(WORK ORDER): Below is a listing; return it in full, exactly as it appears.

[[ INFORMATION GIVEN open ]]

//! Source fetching: download the raw bytes of one image.
//!
//! Image hosts commonly reject requests without a same-origin `Referer`
//! (hotlink protection), so every request carries `Referer: <origin>/` of the
//! URL being fetched. The body is buffered in full before it is handed to the
//! transformer; a body larger than the configured cap is treated as a fetch
//! failure rather than risking unbounded memory on a misbehaving host.

use crate::error::ImageError;
use crate::pipeline::path::ImageRef;
use async_trait::async_trait;
use bytes::{Bytes, BytesMut};
use futures::StreamExt;
use reqwest::header::REFERER;
use reqwest::Url;
use std::time::Duration;
use tracing::debug;

/// Retrieves the raw bytes of a source image.
///
/// The default implementation is [`HttpFetcher`]; tests and embedders can
/// inject their own through [`crate::config::ProxyConfigBuilder::fetcher`].
#[async_trait]
pub trait ImageFetcher: Send + Sync {
    async fn fetch(&self, image: &ImageRef) -> Result<Bytes, ImageError>;
}

/// reqwest-backed fetcher.
#[derive(Debug, Clone)]
pub struct HttpFetcher {
    client: reqwest::Client,
    max_bytes: usize,
}

impl HttpFetcher {
    /// Build a fetcher with a per-request timeout and a body-size cap.
    pub fn new(timeout: Duration, max_bytes: usize, user_agent: &str) -> Result<Self, reqwest::Error> {
        let client = reqwest::Client::builder()
            .timeout(timeout)
            .user_agent(user_agent)
            .build()?;
        Ok(Self { client, max_bytes })
    }

    /// Wrap an existing client (shared connection pool).
    pub fn with_client(client: reqwest::Client, max_bytes: usize) -> Self {
        Self { client, max_bytes }
    }
}

#[async_trait]
impl ImageFetcher for HttpFetcher {
    async fn fetch(&self, image: &ImageRef) -> Result<Bytes, ImageError> {
        let fail = |reason: String| ImageError::Fetch {
            url: image.source_url.clone(),
            reason,
        };

        let url = Url::parse(&image.source_url).map_err(|e| fail(e.to_string()))?;
        let referer = referer_for(&url);

        let response = self
            .client
            .get(url)
            .header(REFERER, &referer)
            .send()
            .await
            .map_err(|e| {
                if e.is_timeout() {
                    fail("request timed out".into())
                } else {
                    fail(e.to_string())
                }
            })?;

        if !response.status().is_success() {
            return Err(fail(format!("HTTP {}", response.status())));
        }

        if let Some(len) = response.content_length() {
            if len > self.max_bytes as u64 {
                return Err(fail(format!(
                    "body of {len} bytes exceeds the {} byte limit",
                    self.max_bytes
                )));
            }
        }

        let mut body = BytesMut::new();
        let mut stream = response.bytes_stream();
        while let Some(chunk) = stream.next().await {
            let chunk = chunk.map_err(|e| fail(e.to_string()))?;
            if body.len() + chunk.len() > self.max_bytes {
                return Err(fail(format!(
                    "body exceeds the {} byte limit",
                    self.max_bytes
                )));
            }
            body.extend_from_slice(&chunk);
        }

        debug!("Fetched {} ({} bytes)", image.source_url, body.len());
        Ok(body.freeze())
    }
}

/// `Referer` value for a URL: its own origin followed by `/`.
pub fn referer_for(url: &Url) -> String {
    format!("{}/", url.origin().ascii_serialization())
}

#[cfg(test)]
mod tests {
    use super::*;

    #[test]
    fn referer_is_origin_with_slash() {
        let url = Url::parse("https://uploads.example.org/data/abc/1.png").unwrap();
        assert_eq!(referer_for(&url), "https://uploads.example.org/");

        let url = Url::parse("http://127.0.0.1:8080/x/y.jpg?z=1").unwrap();
        assert_eq!(referer_for(&url), "http://127.0.0.1:8080/");
    }
}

[[ INFORMATION GIVEN closed ]]

(THE ANSWER):
//! Source fetching: download the raw bytes of one image.
//!
//! Image hosts commonly reject requests without a same-origin `Referer`
//! (hotlink protection), so every request carries `Referer: <origin>/` of the
//! URL being fetched. The body is buffered in full before it is handed to the
//! transformer; a body larger than the configured cap is treated as a fetch
//! failure rather than risking unbounded memory on a misbehaving host.

use crate::error::ImageError;
use crate::pipeline::path::ImageRef;
use async_trait::async_trait;
use bytes::{Bytes, BytesMut};
use futures::StreamExt;
use reqwest::header::REFERER;
use reqwest::Url;
use std::time::Duration;
use tracing::debug;

/// Retrieves the raw bytes of a source image.
///
/// The default implementation is [`HttpFetcher`]; tests and embedders can
/// inject their own through [`crate::config::ProxyConfigBuilder::fetcher`].
#[async_trait]
pub trait ImageFetcher: Send + Sync {
    async fn fetch(&self, image: &ImageRef) -> Result<Bytes, ImageError>;
}

/// reqwest-backed fetcher.
#[derive(Debug, Clone)]
pub struct HttpFetcher {
    client: reqwest::Client,
    max_bytes: usize,
}

impl HttpFetcher {
    /// Build a fetcher with a per-request timeout and a body-size cap.
    pub fn new(timeout: Duration, max_bytes: usize, user_agent: &str) -> Result<Self, reqwest::Error> {
        let client = reqwest::Client::builder()
            .timeout(timeout)
            .user_agent(user_agent)
            .build()?;
        Ok(Self { client, max_bytes })
    }

    /// Wrap an existing client (shared connection pool).
    pub fn with_client(client: reqwest::Client, max_bytes: usize) -> Self {
        Self { client, max_bytes }
    }
}

#[async_trait]
impl ImageFetcher for HttpFetcher {
    async fn fetch(&self, image: &ImageRef) -> Result<Bytes, ImageError> {
        let fail = |reason: String| ImageError::Fetch {
            url: image.source_url.clone(),
            reason,
        };

        let url = Url::parse(&image.source_url).map_err(|e| fail(e.to_string()))?;
        let referer = referer_for(&url);

        let response = self
            .client
            .get(url)
            .header(REFERER, &referer)
            .send()
            .await
            .map_err(|e| {
                if e.is_timeout() {
                    fail("request timed out".into())
                } else {
                    fail(e.to_string())
                }
            })?;

        if !response.status().is_success() {
            return Err(fail(format!("HTTP {}", response.status())));
        }

        if let Some(len) = response.content_length() {
            if len > self.max_bytes as u64 {
                return Err(fail(format!(
                    "body of {len} bytes exceeds the {} byte limit",
                    self.max_bytes
                )));
            }
        }

        let mut body = BytesMut::new();
        let mut stream = response.bytes_stream();
        while let Some(chunk) = stream.next().await {
            let chunk = chunk.map_err(|e| fail(e.to_string()))?;
            if body.len() + chunk.len() > self.max_bytes {
                return Err(fail(format!(
                    "body exceeds the {} byte limit",
                    self.max_bytes
                )));
            }
            body.extend_from_slice(&chunk);
        }

        debug!("Fetched {} ({} bytes)", image.source_url, body.len());
        Ok(body.freeze())
    }
}

/// `Referer` value for a URL: its own origin followed by `/`.
pub fn referer_for(url: &Url) -> String {
    format!("{}/", url.origin().ascii_serialization())
}

#[cfg(test)]
mod tests {
    use super::*;

    #[test]
    fn referer_is_origin_with_slash() {
        let url = Url::parse("https://uploads.example.org/data/abc/1.png").unwrap();
        assert_eq!(referer_for(&url), "https://uploads.example.org/");

        let url = Url::parse("http://127.0.0.1:8080/x/y.jpg?z=1").unwrap();
        assert_eq!(referer_for(&url), "http://127.0.0.1:8080/");
    }
}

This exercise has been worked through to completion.